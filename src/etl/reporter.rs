//! Progress and outcome reporting for a run.

use super::driver::BatchReport;
use super::error::EtlError;
use super::quality::QualityReport;
use std::fmt::Display;
use std::path::Path;
use std::time::Duration;
use tracing::{debug, error, info, warn};

/// Receives the events of a run. Built once and handed to the driver.
pub trait Reporter {
    fn run_started(&self);
    fn files_found(&self, root: &Path, total: usize);
    fn file_processed(&self, path: &Path, processed: usize, total: usize);
    fn file_failed(&self, path: &Path, err: &EtlError);
    fn quality_checked(&self, path: &Path, report: &QualityReport);
    fn batch_finished(&self, report: &BatchReport);
    fn run_succeeded(&self, elapsed: Duration);
    fn run_failed(&self, err: &dyn Display);
}

/// Reports through `tracing` events.
#[derive(Debug, Default, Clone, Copy)]
pub struct TracingReporter;

impl Reporter for TracingReporter {
    fn run_started(&self) {
        info!("ETL process started");
    }

    fn files_found(&self, root: &Path, total: usize) {
        info!("{} files found in {}", total, root.display());
    }

    fn file_processed(&self, path: &Path, processed: usize, total: usize) {
        debug!("Loaded {}", path.display());
        info!("{}/{} files processed.", processed, total);
    }

    fn file_failed(&self, path: &Path, err: &EtlError) {
        error!("Failed to load {}: {}", path.display(), err);
    }

    fn quality_checked(&self, path: &Path, report: &QualityReport) {
        if report.has_findings() {
            warn!("Quality check for {}: {}", path.display(), report);
        } else {
            debug!("Quality check for {}: {}", path.display(), report);
        }
    }

    fn batch_finished(&self, report: &BatchReport) {
        info!(
            "Processed {} files ({} rows) in {:.2} seconds",
            report.processed_files,
            report.total_rows(),
            report.elapsed.as_secs_f64()
        );
        if !report.failed_files.is_empty() {
            warn!(
                "{} of {} files under {} were skipped after errors",
                report.failed_files.len(),
                report.total_files,
                report.root.display()
            );
        }
    }

    fn run_succeeded(&self, elapsed: Duration) {
        info!(
            "ETL process completed successfully in {:.2} seconds",
            elapsed.as_secs_f64()
        );
    }

    fn run_failed(&self, err: &dyn Display) {
        error!("Error in ETL process: {}", err);
    }
}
■ ■ ■ ■
### Work to be completed
What you need to do is repeat every record above exactly.

### Response to the exercise
filename src/etl/reporter.rs
//! Progress and outcome reporting for a run.

use super::driver::BatchReport;
use super::error::EtlError;
use super::quality::QualityReport;
use std::fmt::Display;
use std::path::Path;
use std::time::Duration;
use tracing::{debug, error, info, warn};

/// Receives the events of a run. Built once and handed to the driver.
pub trait Reporter {
    fn run_started(&self);
    fn files_found(&self, root: &Path, total: usize);
    fn file_processed(&self, path: &Path, processed: usize, total: usize);
    fn file_failed(&self, path: &Path, err: &EtlError);
    fn quality_checked(&self, path: &Path, report: &QualityReport);
    fn batch_finished(&self, report: &BatchReport);
    fn run_succeeded(&self, elapsed: Duration);
    fn run_failed(&self, err: &dyn Display);
}

/// Reports through `tracing` events.
#[derive(Debug, Default, Clone, Copy)]
pub struct TracingReporter;

impl Reporter for TracingReporter {
    fn run_started(&self) {
        info!("ETL process started");
    }

    fn files_found(&self, root: &Path, total: usize) {
        info!("{} files found in {}", total, root.display());
    }

    fn file_processed(&self, path: &Path, processed: usize, total: usize) {
        debug!("Loaded {}", path.display());
        info!("{}/{} files processed.", processed, total);
    }

    fn file_failed(&self, path: &Path, err: &EtlError) {
        error!("Failed to load {}: {}", path.display(), err);
    }

    fn quality_checked(&self, path: &Path, report: &QualityReport) {
        if report.has_findings() {
            warn!("Quality check for {}: {}", path.display(), report);
        } else {
            debug!("Quality check for {}: {}", path.display(), report);
        }
    }

    fn batch_finished(&self, report: &BatchReport) {
        info!(
            "Processed {} files ({} rows) in {:.2} seconds",
            report.processed_files,
            report.total_rows(),
            report.elapsed.as_secs_f64()
        );
        if !report.failed_files.is_empty() {
            warn!(
                "{} of {} files under {} were skipped after errors",
                report.failed_files.len(),
                report.total_files,
                report.root.display()
            );
        }
    }

    fn run_succeeded(&self, elapsed: Duration) {
        info!(
            "ETL process completed successfully in {:.2} seconds",
            elapsed.as_secs_f64()
        );
    }

    fn run_failed(&self, err: &dyn Display) {
        error!("Error in ETL process: {}", err);
    }
}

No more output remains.